Newfoundland health officials are currently warning patients about the health risks of inferior vena cava (IVC) filters after Health Canada issued an alert regarding the device’s high failure rate.
Health Canada’s alert was issued last July after receiving 121 reports of adverse complications such as migrating, tilting, fracture, perforation of organs, and death if the device is left in for more than 30 days. Canada health officials are suggesting that doctors should use clinical studies as a means to collect information to determine the long-term care a patient with this device may need.

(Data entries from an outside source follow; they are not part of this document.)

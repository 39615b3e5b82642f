#![allow(dead_code)]

use axum::{
    Router,
    body::Body,
    http::{Request, Response, StatusCode, header},
};
use edu_portal::{AppConfig, AppState, MockEduApi, create_router};
use std::sync::Arc;
use tower::util::ServiceExt;

// --- Router Setup ---

/// Builds the full portal router on top of a scripted API.
pub fn app(api: &MockEduApi) -> Router {
    create_router(AppState {
        api: Arc::new(api.clone()),
        config: AppConfig::default(),
    })
}

/// Cookie header for a signed-in browser.
pub fn session_cookie(token: &str, role: &str, username: &str) -> String {
    format!("token={}; role={}; username={}", token, role, username)
}

// --- Request Helpers ---

pub async fn get(app: &Router, path: &str, cookie: Option<&str>) -> Response<Body> {
    let mut builder = Request::builder().method("GET").uri(path);
    if let Some(cookie) = cookie {
        builder = builder.header(header::COOKIE, cookie);
    }
    app.clone()
        .oneshot(builder.body(Body::empty()).unwrap())
        .await
        .unwrap()
}

pub async fn post_form(app: &Router, path: &str, cookie: Option<&str>, form: &str) -> Response<Body> {
    let mut builder = Request::builder()
        .method("POST")
        .uri(path)
        .header(header::CONTENT_TYPE, "application/x-www-form-urlencoded");
    if let Some(cookie) = cookie {
        builder = builder.header(header::COOKIE, cookie);
    }
    app.clone()
        .oneshot(builder.body(Body::from(form.to_string())).unwrap())
        .await
        .unwrap()
}

pub async fn body_string(response: Response<Body>) -> String {
    let bytes = axum::body::to_bytes(response.into_body(), usize::MAX)
        .await
        .unwrap();
    String::from_utf8(bytes.to_vec()).unwrap()
}

// --- Assertion Helpers ---

pub fn location(response: &Response<Body>) -> &str {
    response.headers()[header::LOCATION].to_str().unwrap()
}

pub fn assert_redirect(response: &Response<Body>, expected: &str) {
    assert_eq!(response.status(), StatusCode::SEE_OTHER, "expected a redirect");
    assert_eq!(location(response), expected);
}

/// All `Set-Cookie` headers of a response.
pub fn set_cookies(response: &Response<Body>) -> Vec<String> {
    response
        .headers()
        .get_all(header::SET_COOKIE)
        .iter()
        .map(|v| v.to_str().unwrap().to_string())
        .collect()
}

/// True when the response expires `name`.
pub fn clears_cookie(response: &Response<Body>, name: &str) -> bool {
    set_cookies(response)
        .iter()
        .any(|c| c.starts_with(&format!("{}=", name)) && c.contains("Max-Age=0"))
}
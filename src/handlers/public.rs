use axum::{
    Form,
    extract::{Query, State},
    response::{Html, IntoResponse, Redirect, Response},
};
use axum_extra::extract::cookie::CookieJar;
use serde::Deserialize;

use super::{Notice, redirect_with_alert};
use crate::{
    AppConfig,
    api::{ApiError, ApiState, auth},
    guard::LOGIN_PATH,
    models::{LoginForm, RegisterRequest},
    render,
    session::{Role, Session},
};

const LOGIN_FAILED: &str = "Invalid username or password";
const REGISTER_FAILED: &str = "Registration failed";

#[derive(Debug, Deserialize)]
pub struct RegisterForm {
    pub username: String,
    pub password: String,
    pub role: String,
}

/// The bare root has no content of its own.
pub async fn root() -> Redirect {
    Redirect::to(LOGIN_PATH)
}

pub async fn login_page(Query(notice): Query<Notice>) -> Html<String> {
    Html(render::login_page(notice.message(), None, "").into_string())
}

/// login
///
/// [Public Route] Exchanges credentials for a token, persists the session
/// triple and lands on the role's home. Any failure re-renders the form with
/// the same generic message.
pub async fn login(
    State(api): State<ApiState>,
    State(config): State<AppConfig>,
    jar: CookieJar,
    Form(form): Form<LoginForm>,
) -> Response {
    match auth::login(api.as_ref(), form.username.trim(), &form.password).await {
        Ok(signed_in) => {
            tracing::info!(username = %form.username, role = %signed_in.role, "User signed in");
            let session = Session::signed_in(signed_in.token, signed_in.role, form.username.trim());
            (
                session.persist(jar, config.secure_cookies()),
                Redirect::to(signed_in.role.home_path()),
            )
                .into_response()
        }
        Err(err) => {
            tracing::warn!(username = %form.username, error = %err, "Sign-in rejected");
            Html(render::login_page(None, Some(LOGIN_FAILED), &form.username).into_string()).into_response()
        }
    }
}

pub async fn register_page() -> Html<String> {
    Html(render::register_page(None, "").into_string())
}

/// register
///
/// [Public Route] Creates an account, then sends the user to sign in. The
/// API's `detail` text is shown when the account is refused.
pub async fn register(State(api): State<ApiState>, Form(form): Form<RegisterForm>) -> Response {
    let role = match form.role.parse::<Role>() {
        Ok(role) => role,
        Err(_) => {
            return Html(render::register_page(Some(REGISTER_FAILED), &form.username).into_string()).into_response();
        }
    };
    let request = RegisterRequest {
        username: form.username.trim().to_string(),
        password: form.password,
        role,
    };

    match auth::register(api.as_ref(), &request).await {
        Ok(profile) => {
            tracing::info!(username = %profile.username, role = %role, "Account registered");
            redirect_with_alert(LOGIN_PATH, "Registration successful, please sign in.")
        }
        Err(err) => {
            tracing::warn!(username = %request.username, error = %err, "Registration rejected");
            let message = match &err {
                ApiError::Status {
                    detail: Some(detail),
                    ..
                } => detail.as_str(),
                _ => REGISTER_FAILED,
            };
            Html(render::register_page(Some(message), &request.username).into_string()).into_response()
        }
    }
}

/// logout
///
/// Expires the whole session in one response. Works without a session too.
pub async fn logout(jar: CookieJar) -> (CookieJar, Redirect) {
    (Session::clear(jar), Redirect::to(LOGIN_PATH))
}

pub async fn health() -> &'static str {
    "ok"
}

Both Western and Eastern Health of Newfoundland have identified some of the patients who would be candidates to have the device removed. However, if the filter has been in place for more than five years, removal may not be possible.

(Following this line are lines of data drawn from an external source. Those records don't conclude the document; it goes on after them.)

use crate::{AppState, handlers::public};
use axum::{Router, routing::get};

/// Public Router Module
///
/// Endpoints reachable without a session. These are the only pages a signed-out
/// browser ever sees; every blocked navigation ends on `/login`.
pub fn public_routes() -> Router<AppState> {
    Router::new()
        // GET /
        // No landing page of its own; forwards to the login form.
        .route("/", get(public::root))
        // GET/POST /login
        // Credential form and the token exchange behind it.
        .route("/login", get(public::login_page).post(public::login))
        // GET/POST /register
        .route("/register", get(public::register_page).post(public::register))
        // GET|POST /logout
        // Clears the session cookies. Layouts submit it as a form; the GET form
        // keeps plain links working.
        .route("/logout", get(public::logout).post(public::logout))
        // GET /health
        // Liveness probe for load balancers.
        .route("/health", get(public::health))
}
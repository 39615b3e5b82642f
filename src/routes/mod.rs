/// Router Module Index
///
/// Splits the portal into one public router and one router per role. Each role
/// router is wrapped in `guard::require_roles` with its own allow-list, so access
/// control is decided at the module boundary and no protected page can be
/// reached without passing it.

/// Login, registration, logout and health. No guard.
pub mod public;

/// `/teacher/*`, restricted to the teacher role.
pub mod teacher;

/// `/student/*`, restricted to the student role.
pub mod student;

/// `/admin/*`, restricted to the admin role.
pub mod admin;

An IVC filter is a device that is placed in the vena cava, the largest vein in the body, and is meant to catch blood clots before they reach the heart or lungs. They’re mostly used in patients who cannot tolerate anticoagulation medication.
In the U.S., the FDA recommends that temporary IVC filters be removed between 29 and 54 days. The risk of injury or death increases the longer the device is left in the body.
IVC filter manufacturers such as C.R. Bard, Cook Medical, Rex Medical L.P and Argon Medical have been the target of hundreds of lawsuits for the complications patients allege they have experienced as a result of the device. When the filter fractures, the metal legs of the device may travel throughout the patient’s body, impaling vital organs, including the heart.
The Recovery filter, which has now been recalled, has been linked to at least 27 deaths and hundreds of non-fatal injuries.